Cryptography is indeed as ancient as the civilized world. Its history is frequently pictured as an endless fight between the information hiders and the information seekers: the codemakers and the code-breakers. Each battle, eventually won by the increasing ingenuity of code-breakers, which forces in turn the springing up of yet craftier code-makers, stimulates the rise and expansion of several scientific disciplines. Some of the finest minds of all ages have been fascinated by the challenge of deciphering codes: Al-Kindi in the Middle Ages, Charles Babbage in the nineteenth century, and Alan Turing in the twentieth century, were prominent code-breakers and made fundamental advances in cryptanalysis. A priceless by-product of all these advances was a deep progress in other areas such as linguistics, statistical analysis, and computer science.

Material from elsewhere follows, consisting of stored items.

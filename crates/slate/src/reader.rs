//! Binary reader: locates elements by name and materializes scalars,
//! strings, arrays, and sub-objects.

use crate::array::ArrayAdapter;
use crate::document::{BinaryDocument, BinaryView};
use crate::element::{
    array_stride, ArrayHeader, ElementHeader, ElementType, Numeric, WireScalar,
};
use crate::error::Result;
use crate::name::Name;
use crate::serializer::Serializer;

/// Reads one frame of a binary document.
///
/// Lookups compare the request against each element's *resolved* name
/// string, not its interned index, so a name that never made it into the
/// table still misses cleanly. The first match wins; combined with the
/// writer's override this yields the surviving write.
#[derive(Clone, Copy)]
pub struct BinaryReader<'doc> {
    strings: &'doc [String],
    data: &'doc [u8],
}

impl<'doc> BinaryReader<'doc> {
    #[must_use]
    pub fn new(doc: &'doc BinaryDocument) -> BinaryReader<'doc> {
        BinaryReader {
            strings: &doc.strings,
            data: &doc.bytes,
        }
    }

    #[must_use]
    pub fn from_view(view: &'doc BinaryView<'_>) -> BinaryReader<'doc> {
        BinaryReader {
            strings: &view.strings,
            data: view.stream,
        }
    }

    /// Extract the opaque byte blob stored under `name`, if any.
    #[must_use]
    pub fn read_chunk(&self, name: Name<'_>) -> Option<&'doc [u8]> {
        let (header, payload) = self.find(name)?;
        if header.ty != ElementType::Array {
            return None;
        }
        let array = ArrayHeader::read_at(self.data, payload);
        if array.inner != ElementType::Null {
            return None;
        }
        let body = payload + ArrayHeader::LEN;
        Some(&self.data[body..body + array.len as usize])
    }

    /// Extract and re-parse a document embedded with
    /// [`BinaryWriter::embed_document`](crate::BinaryWriter::embed_document).
    ///
    /// `None` when no chunk is stored under `name`; `Some(Err(..))` when the
    /// chunk does not parse as a document.
    #[must_use]
    pub fn read_embedded(&self, name: Name<'_>) -> Option<Result<BinaryView<'doc>>> {
        self.read_chunk(name).map(BinaryView::from_bytes)
    }

    /// Walk the frame for the first element whose resolved name matches.
    /// Returns the header and its payload offset.
    fn find(&self, name: Name<'_>) -> Option<(ElementHeader, usize)> {
        let mut cursor = 0;
        while cursor < self.data.len() {
            let header = ElementHeader::read_at(self.data, cursor);
            let payload = cursor + ElementHeader::LEN;
            assert!(
                payload + header.size as usize <= self.data.len(),
                "element at {cursor} escapes the stream"
            );
            if header.ty != ElementType::Null
                && name == self.strings[header.name as usize].as_str()
            {
                return Some((header, payload));
            }
            cursor = header.next_offset(cursor);
        }
        None
    }

    fn payload(&self, header: ElementHeader, offset: usize) -> &'doc [u8] {
        &self.data[offset..offset + header.size as usize]
    }

    fn read_numeric(&self, name: Name<'_>) -> Option<Numeric> {
        let (header, payload) = self.find(name)?;
        Numeric::decode(header.ty, self.payload(header, payload))
    }

    fn read_scalar_array<T: WireScalar>(&self, name: Name<'_>, array: &mut dyn ArrayAdapter<T>) {
        let Some((header, payload)) = self.find(name) else {
            return;
        };
        match header.ty {
            ElementType::Array => {
                let arr = ArrayHeader::read_at(self.data, payload);
                let len = arr.len as usize;
                let body = payload + ArrayHeader::LEN;
                let stride = array_stride(arr.inner);
                assert!(
                    ArrayHeader::LEN + len * stride <= header.size as usize,
                    "array body escapes its element"
                );
                if arr.inner == T::TYPE {
                    if array.supports_bulk() {
                        let mut values = Vec::with_capacity(len);
                        for chunk in self.data[body..body + len * 4].chunks_exact(4) {
                            values.push(T::from_wire(
                                chunk.try_into().expect("chunks_exact yields 4-byte chunks"),
                            ));
                        }
                        array.assign(&values);
                    } else {
                        array.resize(len);
                        for i in 0..len {
                            let at = body + i * 4;
                            array.set(
                                i,
                                T::from_wire(
                                    self.data[at..at + 4]
                                        .try_into()
                                        .expect("stride-aligned slice is 4 bytes"),
                                ),
                            );
                        }
                    }
                } else {
                    // Mismatched inner type: convert element by element at
                    // the stored stride. Refused conversions leave the slot
                    // at its post-resize default.
                    array.resize(len);
                    for i in 0..len {
                        let at = body + i * stride;
                        if let Some(n) = Numeric::decode(arr.inner, &self.data[at..at + stride]) {
                            array.set(i, T::from_numeric(n));
                        }
                    }
                }
            }
            ty if ty.is_numeric() => {
                // A scalar stored where an array was requested: coerce to a
                // single-element array.
                if let Some(n) = Numeric::decode(ty, self.payload(header, payload)) {
                    array.resize(1);
                    array.set(0, T::from_numeric(n));
                }
            }
            _ => {}
        }
    }

    fn string_at(&self, index: usize) -> &'doc str {
        self.strings[index].as_str()
    }

    fn table_index(&self, bytes: &[u8]) -> usize {
        u32::from_ne_bytes(bytes[..4].try_into().expect("string payload is 4 bytes")) as usize
    }
}

impl<'doc> Serializer<'doc> for BinaryReader<'doc> {
    fn is_reader(&self) -> bool {
        true
    }

    fn has_member(&self, name: Name<'_>) -> bool {
        self.find(name).is_some()
    }

    fn int32(&mut self, name: Name<'_>, slot: &mut i32) {
        if let Some(n) = self.read_numeric(name) {
            *slot = n.to_i32();
        }
    }

    fn uint32(&mut self, name: Name<'_>, slot: &mut u32) {
        if let Some(n) = self.read_numeric(name) {
            *slot = n.to_u32();
        }
    }

    fn float32(&mut self, name: Name<'_>, slot: &mut f32) {
        if let Some(n) = self.read_numeric(name) {
            *slot = n.to_f32();
        }
    }

    fn boolean(&mut self, name: Name<'_>, slot: &mut bool) {
        if let Some(n) = self.read_numeric(name) {
            *slot = n.to_bool();
        }
    }

    fn string<'x>(&mut self, name: Name<'_>, slot: &mut Option<&'x str>)
    where
        'doc: 'x,
    {
        let Some((header, payload)) = self.find(name) else {
            return;
        };
        if header.ty != ElementType::String {
            return;
        }
        let index = self.table_index(self.payload(header, payload));
        *slot = Some(self.string_at(index));
    }

    fn object(&mut self, name: Name<'_>, body: &mut dyn FnMut(&mut dyn Serializer<'doc>)) {
        let Some((header, payload)) = self.find(name) else {
            return;
        };
        if header.ty != ElementType::Object {
            return;
        }
        let mut sub = BinaryReader {
            strings: self.strings,
            data: self.payload(header, payload),
        };
        body(&mut sub);
    }

    fn iterate(&mut self, visit: &mut dyn FnMut(&mut dyn Serializer<'doc>, Name<'_>) -> bool) {
        let strings = self.strings;
        let data = self.data;
        let mut cursor = 0;
        while cursor < data.len() {
            let header = ElementHeader::read_at(data, cursor);
            // Finalized streams hold no tombstones; skip them anyway.
            if header.ty != ElementType::Null {
                let element_name = Name::new(strings[header.name as usize].as_str());
                if !visit(self, element_name) {
                    break;
                }
            }
            cursor = header.next_offset(cursor);
        }
    }

    fn int32_array(&mut self, name: Name<'_>, array: &mut dyn ArrayAdapter<i32>) {
        self.read_scalar_array(name, array);
    }

    fn uint32_array(&mut self, name: Name<'_>, array: &mut dyn ArrayAdapter<u32>) {
        self.read_scalar_array(name, array);
    }

    fn float32_array(&mut self, name: Name<'_>, array: &mut dyn ArrayAdapter<f32>) {
        self.read_scalar_array(name, array);
    }

    fn bool_array(&mut self, name: Name<'_>, array: &mut dyn ArrayAdapter<bool>) {
        let Some((header, payload)) = self.find(name) else {
            return;
        };
        match header.ty {
            ElementType::Array => {
                let arr = ArrayHeader::read_at(self.data, payload);
                let len = arr.len as usize;
                let body = payload + ArrayHeader::LEN;
                let stride = array_stride(arr.inner);
                assert!(
                    ArrayHeader::LEN + len * stride <= header.size as usize,
                    "array body escapes its element"
                );
                array.resize(len);
                for i in 0..len {
                    let at = body + i * stride;
                    if let Some(n) = Numeric::decode(arr.inner, &self.data[at..at + stride]) {
                        array.set(i, n.to_bool());
                    }
                }
            }
            ty if ty.is_numeric() => {
                if let Some(n) = Numeric::decode(ty, self.payload(header, payload)) {
                    array.resize(1);
                    array.set(0, n.to_bool());
                }
            }
            _ => {}
        }
    }

    fn string_array<'x>(&mut self, name: Name<'_>, array: &mut dyn ArrayAdapter<Name<'x>>)
    where
        'doc: 'x,
    {
        let Some((header, payload)) = self.find(name) else {
            return;
        };
        match header.ty {
            ElementType::Array => {
                let arr = ArrayHeader::read_at(self.data, payload);
                if arr.inner != ElementType::String {
                    return;
                }
                let len = arr.len as usize;
                let body = payload + ArrayHeader::LEN;
                assert!(
                    ArrayHeader::LEN + len * 4 <= header.size as usize,
                    "array body escapes its element"
                );
                array.resize(len);
                for i in 0..len {
                    let index = self.table_index(&self.data[body + i * 4..body + i * 4 + 4]);
                    array.set(i, Name::new(self.string_at(index)));
                }
            }
            ElementType::String => {
                let index = self.table_index(self.payload(header, payload));
                array.resize(1);
                array.set(0, Name::new(self.string_at(index)));
            }
            _ => {}
        }
    }

    fn write_object_array(
        &mut self,
        _name: Name<'_>,
        _len: usize,
        _each: &mut dyn FnMut(&mut dyn Serializer<'doc>, usize),
    ) {
        panic!("write_object_array is a writer operation, this serializer is a reader");
    }

    fn read_object_array_len(&mut self, name: Name<'_>) -> usize {
        let Some((header, payload)) = self.find(name) else {
            return 0;
        };
        if header.ty != ElementType::Array {
            return 0;
        }
        let arr = ArrayHeader::read_at(self.data, payload);
        if arr.inner != ElementType::Object {
            return 0;
        }
        arr.len as usize
    }

    fn read_object_array(
        &mut self,
        name: Name<'_>,
        each: &mut dyn FnMut(&mut dyn Serializer<'doc>, usize),
    ) {
        let strings = self.strings;
        let data = self.data;
        let Some((header, payload)) = self.find(name) else {
            return;
        };
        if header.ty != ElementType::Array {
            return;
        }
        let arr = ArrayHeader::read_at(data, payload);
        if arr.inner != ElementType::Object {
            return;
        }
        let end = payload + header.size as usize;
        let mut cursor = payload + ArrayHeader::LEN;
        for index in 0..arr.len as usize {
            assert!(cursor + 4 <= end, "object array record escapes its element");
            let slot_size =
                u32::from_ne_bytes(data[cursor..cursor + 4].try_into().expect("4-byte size"))
                    as usize;
            cursor += 4;
            assert!(
                cursor + slot_size <= end,
                "object array record escapes its element"
            );
            if slot_size > 0 {
                let mut sub = BinaryReader {
                    strings,
                    data: &data[cursor..cursor + slot_size],
                };
                each(&mut sub, index);
                cursor += slot_size;
            }
            // A zero size marks a null slot: the callback is not invoked.
        }
    }
}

Right now, at the forefront of code-making, stand Ron Rivest, Adi Shamir, and Leonard Adleman. They are the inventors of the RSA cryptosystem that maintains security on the Internet. The system, based on the practical difficulty of factoring the product of two big prime numbers, has brought higher mathematics into the cipher arena, where we now find elements of number theory, modular arithmetic, or elliptic curves.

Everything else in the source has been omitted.